Wang Qin, Yin Qiaobo, Fan Yao, Zhang Lei, Xu Ying, Hu Ou, Guo Xiaoming, Shi Qiong, Fu Haiyan, She Yuanbin
State Key Laboratory Breeding Base of Green Chemistry-Synthesis Technology, College of Chemical Engineering, Zhejiang University of Technology, Hangzhou 310014, China.
The Modernization Engineering Technology Research Center of Ethnic Minority Medicine of Hubei province, School of Pharmaceutical Sciences, South Central University for Nationalities, Wuhan 430074, PR China.
Talanta. 2019 Jul 1;199:46-53. doi: 10.1016/j.talanta.2019.02.023. Epub 2019 Feb 5.
A high-sensitivity fluorescence visualization paper-based sensor is developed and used to achieve specific detection and analysis of three organophosphorus pesticides (OPPs: dimethoate, dichlorvos, and demeton) in a "Turn-off-on" detection mode. The fluorescence visualization paper-based sensor is established through combining double quantum dots (QDs) with high-activity nanoporphyrins (QDs-nanoporphyrin), realizing double nanometer signal amplification and producing different color change responses to these three OPPs. In particular, this approach is based on Partial least squares discriminant analysis (PLSDA) for fingerprint spectrum analysis of three kinds of organophosphorus pesticides in complex matrix (apple and cabbage). Therefore, different concentrations of pesticide residues can be quickly identified at the same time with 100% accuracy for both training set and prediction set. In summary, this method has high selectivity and stability, and thus provides a new approach for the identification of organophosphorus residues in complex systems.

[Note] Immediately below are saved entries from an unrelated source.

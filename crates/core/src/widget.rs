//! Contract with the browser-side questionnaire form widget.
//!
//! The widget is third-party JavaScript. The client only needs three things from it: which
//! assets to load, how to mount a template into a container, and an expression that yields
//! the completed QuestionnaireResponse when the user asks for it.

use crate::SmartResult;
use fhir::QuestionnaireTemplate;

/// Stylesheets and scripts to include, in load order.
#[derive(Clone, Debug, Default, PartialEq, Eq)]
pub struct FormAssets {
    pub stylesheets: Vec<String>,
    pub scripts: Vec<String>,
}

pub trait FormRenderer: Send + Sync {
    fn assets(&self) -> FormAssets;

    /// JavaScript statement rendering `template` into the element with id `container_id`.
    fn mount_script(&self, template: &QuestionnaireTemplate, container_id: &str) -> SmartResult<String>;

    /// JavaScript expression evaluating to the completed QuestionnaireResponse object.
    fn extract_expression(&self) -> &'static str;
}

/// NLM LHC-Forms web component.
#[derive(Clone, Debug)]
pub struct LhcForms {
    base_url: String,
}

impl LhcForms {
    pub const DEFAULT_BASE_URL: &'static str =
        "https://lhcforms-static.nlm.nih.gov/lforms-versions/34.0.0";

    pub fn new(base_url: impl Into<String>) -> Self {
        Self {
            base_url: base_url.into().trim_end_matches('/').to_string(),
        }
    }
}

impl Default for LhcForms {
    fn default() -> Self {
        Self::new(Self::DEFAULT_BASE_URL)
    }
}

impl FormRenderer for LhcForms {
    fn assets(&self) -> FormAssets {
        let base = &self.base_url;
        FormAssets {
            stylesheets: vec![format!("{base}/webcomponent/styles.css")],
            scripts: vec![
                format!("{base}/webcomponent/assets/lib/zone.min.js"),
                format!("{base}/webcomponent/lhc-forms.js"),
                format!("{base}/fhir/R4/lformsFHIR.min.js"),
            ],
        }
    }

    fn mount_script(&self, template: &QuestionnaireTemplate, container_id: &str) -> SmartResult<String> {
        let template = script_safe_json(&serde_json::to_string(template.as_value())?);
        let container = script_safe_json(&serde_json::to_string(container_id)?);
        Ok(format!(
            "LForms.Util.addFormToPage({template}, {container});"
        ))
    }

    fn extract_expression(&self) -> &'static str {
        "LForms.Util.getFormFHIRData('QuestionnaireResponse', 'R4')"
    }
}

/// Escape JSON for inclusion inside an HTML `<script>` element.
///
/// `<` only occurs inside JSON strings, where `\u003c` is an equivalent escape, so
/// `</script>` in content cannot close the element.
fn script_safe_json(json: &str) -> String {
    json.replace('<', "\\u003c")
}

开发了一种高灵敏度荧光可视化纸质传感器,并用于以“关-开”检测模式实现对三种有机磷农药(OPPs:乐果、敌敌畏和内吸磷)的特异性检测和分析。通过将双量子点(QDs)与高活性纳米卟啉(QDs-纳米卟啉)相结合,建立了荧光可视化纸质传感器,实现了双纳米信号放大,并对这三种有机磷农药产生不同的颜色变化响应。特别地,该方法基于偏最小二乘判别分析(PLSDA)对复杂基质(苹果和卷心菜)中三种有机磷农药进行指纹光谱分析。因此,对于训练集和预测集,不同浓度的农药残留都能同时以100%的准确率快速识别。总之,该方法具有高选择性和稳定性,从而为复杂体系中有机磷残留的鉴定提供了一种新方法。